Don’t worry, time and determination will get you there.
There are a lot of basic training methodologies to keep in mind and incorporate into your training to help you get your swim training moving in the right direction.
But even with the best laid plans and quality swim programming at the ready, it’s not uncommon to feel absolutely beat after a very short period of time in the water. With that said, what are the primary causes of the muscle fatigue that is almost assuredly experienced by everyone as they begin their swim training on the way to their first triathlon?
Let’s start with your breathing.
You need to have a complete air / gas exchange while you swim. What do I mean by that? I mean that after you inhale during your stroke recovery, you need to exhale when your face is in the water (through your nose, mouth, or both).
This is critically important, as without a complete air exchange, carbon dioxide (waste product from muscular exertion) begins to build up and your muscles begin to become deprived of oxygen (the primary fuel for creating energy during aerobic exercise). When this happens, muscular fatigue begins to set in.
This isn’t to say that by doing a good exhalation when your face is in the water you’re going to get ‘all’ of the waste product out of your system. But it alleviates the most common mistake made among new swimmers or triathletes: holding your breath between inhalations.

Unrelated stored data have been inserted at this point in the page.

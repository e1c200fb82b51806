//! Meeting use-case service.
//!
//! # Responsibility
//! - Validate meeting, child record and context card payloads.
//! - Render a compact, prompt-ready summary of a meeting for generation.

use crate::model::meeting::{
    AgendaItem, AgendaItemPatch, Attendee, AttendeeDraft, AttendeePatch, ContextCard,
    ContextCardDraft, Meeting, MeetingDetail, MeetingDraft, MeetingFollowUp,
    MeetingFollowUpDraft, MeetingFollowUpPatch, MeetingNote, MeetingQuestion, QuestionDraft,
    QuestionPatch,
};
use crate::model::{require_text, ContentDraft, RecordId, Tags, UserId};
use crate::repo::meeting_repo::{ContextCardQuery, MeetingQuery, MeetingRepository};
use crate::repo::{RepoError, RepoResult};

/// Use-case service for meetings and their child records.
pub struct MeetingService<R: MeetingRepository> {
    repo: R,
}

impl<R: MeetingRepository> MeetingService<R> {
    pub fn new(repo: R) -> Self {
        Self { repo }
    }

    pub fn create_meeting(&self, owner: UserId, draft: MeetingDraft) -> RepoResult<Meeting> {
        let draft = draft.cleaned()?;
        self.repo.create_meeting(owner, &draft)
    }

    pub fn update_meeting(
        &self,
        owner: UserId,
        id: RecordId,
        draft: MeetingDraft,
    ) -> RepoResult<Meeting> {
        let draft = draft.cleaned()?;
        self.repo.update_meeting(owner, id, &draft)
    }

    pub fn get_meeting(&self, owner: UserId, id: RecordId) -> RepoResult<MeetingDetail> {
        self.repo
            .get_meeting_detail(owner, id)?
            .ok_or(RepoError::not_found("meeting", id))
    }

    pub fn list_meetings(&self, owner: UserId, query: &MeetingQuery) -> RepoResult<Vec<Meeting>> {
        self.repo.list_meetings(owner, query)
    }

    pub fn delete_meeting(&self, owner: UserId, id: RecordId) -> RepoResult<()> {
        self.repo.delete_meeting(owner, id)
    }

    pub fn add_attendee(
        &self,
        owner: UserId,
        meeting_id: RecordId,
        draft: AttendeeDraft,
    ) -> RepoResult<Attendee> {
        let draft = draft.cleaned()?;
        self.repo.add_attendee(owner, meeting_id, &draft)
    }

    pub fn patch_attendee(
        &self,
        owner: UserId,
        meeting_id: RecordId,
        id: RecordId,
        patch: AttendeePatch,
    ) -> RepoResult<Attendee> {
        patch.validate()?;
        self.repo.patch_attendee(owner, meeting_id, id, &patch)
    }

    pub fn delete_attendee(
        &self,
        owner: UserId,
        meeting_id: RecordId,
        id: RecordId,
    ) -> RepoResult<()> {
        self.repo.delete_attendee(owner, meeting_id, id)
    }

    pub fn add_agenda_item(
        &self,
        owner: UserId,
        meeting_id: RecordId,
        item: &str,
    ) -> RepoResult<AgendaItem> {
        require_text("item", item)?;
        self.repo.add_agenda_item(owner, meeting_id, item.trim())
    }

    pub fn patch_agenda_item(
        &self,
        owner: UserId,
        meeting_id: RecordId,
        id: RecordId,
        patch: AgendaItemPatch,
    ) -> RepoResult<AgendaItem> {
        if let Some(item) = patch.item.as_deref() {
            require_text("item", item)?;
        }
        self.repo.patch_agenda_item(owner, meeting_id, id, &patch)
    }

    pub fn delete_agenda_item(
        &self,
        owner: UserId,
        meeting_id: RecordId,
        id: RecordId,
    ) -> RepoResult<()> {
        self.repo.delete_agenda_item(owner, meeting_id, id)
    }

    pub fn add_note(
        &self,
        owner: UserId,
        meeting_id: RecordId,
        draft: ContentDraft,
        tags: Tags,
    ) -> RepoResult<MeetingNote> {
        let draft = draft.cleaned()?;
        self.repo
            .add_note(owner, meeting_id, &draft.content, &tags.normalized())
    }

    pub fn update_note(
        &self,
        owner: UserId,
        meeting_id: RecordId,
        id: RecordId,
        draft: ContentDraft,
        tags: Tags,
    ) -> RepoResult<MeetingNote> {
        let draft = draft.cleaned()?;
        self.repo
            .update_note(owner, meeting_id, id, &draft.content, &tags.normalized())
    }

    pub fn delete_note(&self, owner: UserId, meeting_id: RecordId, id: RecordId) -> RepoResult<()> {
        self.repo.delete_note(owner, meeting_id, id)
    }

    pub fn add_question(
        &self,
        owner: UserId,
        meeting_id: RecordId,
        draft: QuestionDraft,
    ) -> RepoResult<MeetingQuestion> {
        let draft = draft.cleaned()?;
        self.repo.add_question(owner, meeting_id, &draft)
    }

    /// Appends generated questions. Blank questions are dropped.
    pub fn append_generated_questions(
        &self,
        owner: UserId,
        meeting_id: RecordId,
        drafts: Vec<QuestionDraft>,
    ) -> RepoResult<Vec<MeetingQuestion>> {
        let drafts: Vec<QuestionDraft> = drafts
            .into_iter()
            .filter_map(|draft| draft.cleaned().ok())
            .collect();
        self.repo.append_questions(owner, meeting_id, &drafts)
    }

    pub fn patch_question(
        &self,
        owner: UserId,
        meeting_id: RecordId,
        id: RecordId,
        patch: QuestionPatch,
    ) -> RepoResult<MeetingQuestion> {
        self.repo.patch_question(owner, meeting_id, id, &patch)
    }

    pub fn delete_question(
        &self,
        owner: UserId,
        meeting_id: RecordId,
        id: RecordId,
    ) -> RepoResult<()> {
        self.repo.delete_question(owner, meeting_id, id)
    }

    pub fn add_follow_up(
        &self,
        owner: UserId,
        meeting_id: RecordId,
        draft: MeetingFollowUpDraft,
    ) -> RepoResult<MeetingFollowUp> {
        let draft = draft.cleaned()?;
        self.repo.add_follow_up(owner, meeting_id, &draft)
    }

    pub fn patch_follow_up(
        &self,
        owner: UserId,
        meeting_id: RecordId,
        id: RecordId,
        patch: MeetingFollowUpPatch,
    ) -> RepoResult<MeetingFollowUp> {
        if let Some(description) = patch.description.as_deref() {
            require_text("description", description)?;
        }
        self.repo.patch_follow_up(owner, meeting_id, id, &patch)
    }

    pub fn delete_follow_up(
        &self,
        owner: UserId,
        meeting_id: RecordId,
        id: RecordId,
    ) -> RepoResult<()> {
        self.repo.delete_follow_up(owner, meeting_id, id)
    }

    pub fn create_context_card(
        &self,
        owner: UserId,
        draft: ContextCardDraft,
    ) -> RepoResult<ContextCard> {
        let draft = draft.cleaned()?;
        self.repo.create_context_card(owner, &draft)
    }

    pub fn update_context_card(
        &self,
        owner: UserId,
        id: RecordId,
        draft: ContextCardDraft,
    ) -> RepoResult<ContextCard> {
        let draft = draft.cleaned()?;
        self.repo.update_context_card(owner, id, &draft)
    }

    pub fn list_context_cards(
        &self,
        owner: UserId,
        query: &ContextCardQuery,
    ) -> RepoResult<Vec<ContextCard>> {
        self.repo.list_context_cards(owner, query)
    }

    pub fn delete_context_card(&self, owner: UserId, id: RecordId) -> RepoResult<()> {
        self.repo.delete_context_card(owner, id)
    }
}

/// Renders the meeting as plain-text lines for a generation prompt.
pub fn meeting_brief(detail: &MeetingDetail) -> String {
    let meeting = &detail.meeting;
    let mut lines = vec![format!("Title: {}", meeting.title)];
    if let Some(purpose) = meeting.purpose.as_deref() {
        lines.push(format!("Purpose: {purpose}"));
    }
    if let Some(scheduled_at) = meeting.scheduled_at.as_deref() {
        lines.push(format!("Scheduled: {scheduled_at}"));
    }
    if !detail.attendees.is_empty() {
        let attendees: Vec<String> = detail
            .attendees
            .iter()
            .map(|attendee| match attendee.role.as_deref() {
                Some(role) => format!("{} ({role})", attendee.name),
                None => attendee.name.clone(),
            })
            .collect();
        lines.push(format!("Attendees: {}", attendees.join(", ")));
    }
    if !detail.agenda.is_empty() {
        lines.push("Agenda:".to_string());
        lines.extend(detail.agenda.iter().map(|item| format!("- {}", item.item)));
    }
    if !detail.notes.is_empty() {
        lines.push("Notes:".to_string());
        lines.extend(detail.notes.iter().map(|note| format!("- {}", note.content)));
    }
    if !detail.questions.is_empty() {
        lines.push("Already planned questions:".to_string());
        lines.extend(
            detail
                .questions
                .iter()
                .map(|question| format!("- {}", question.question)),
        );
    }
    lines.join("\n")
}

When you hold your breath between inhalations, as small and fractional as it may seem, his incremental build-up of carbon dioxide is called “stacking.” And it doesn’t take long for this build-up to begin to cause fatigue.
Now, there are a couple schools of thought on the exhalation portion of the swim. To keep it simple, just give a steady exhale when your face is in the water so that when you turn to breathe, your exhale is finishing and all you’re doing is inhaling.
It’s quite common to work with an athlete who says that they swim 25 or 50 meters and “feel exhausted.” By incorporating this breathing change, it’s almost a guarantee that the huffing and puffing they experienced after 50 meters of swimming will disappear.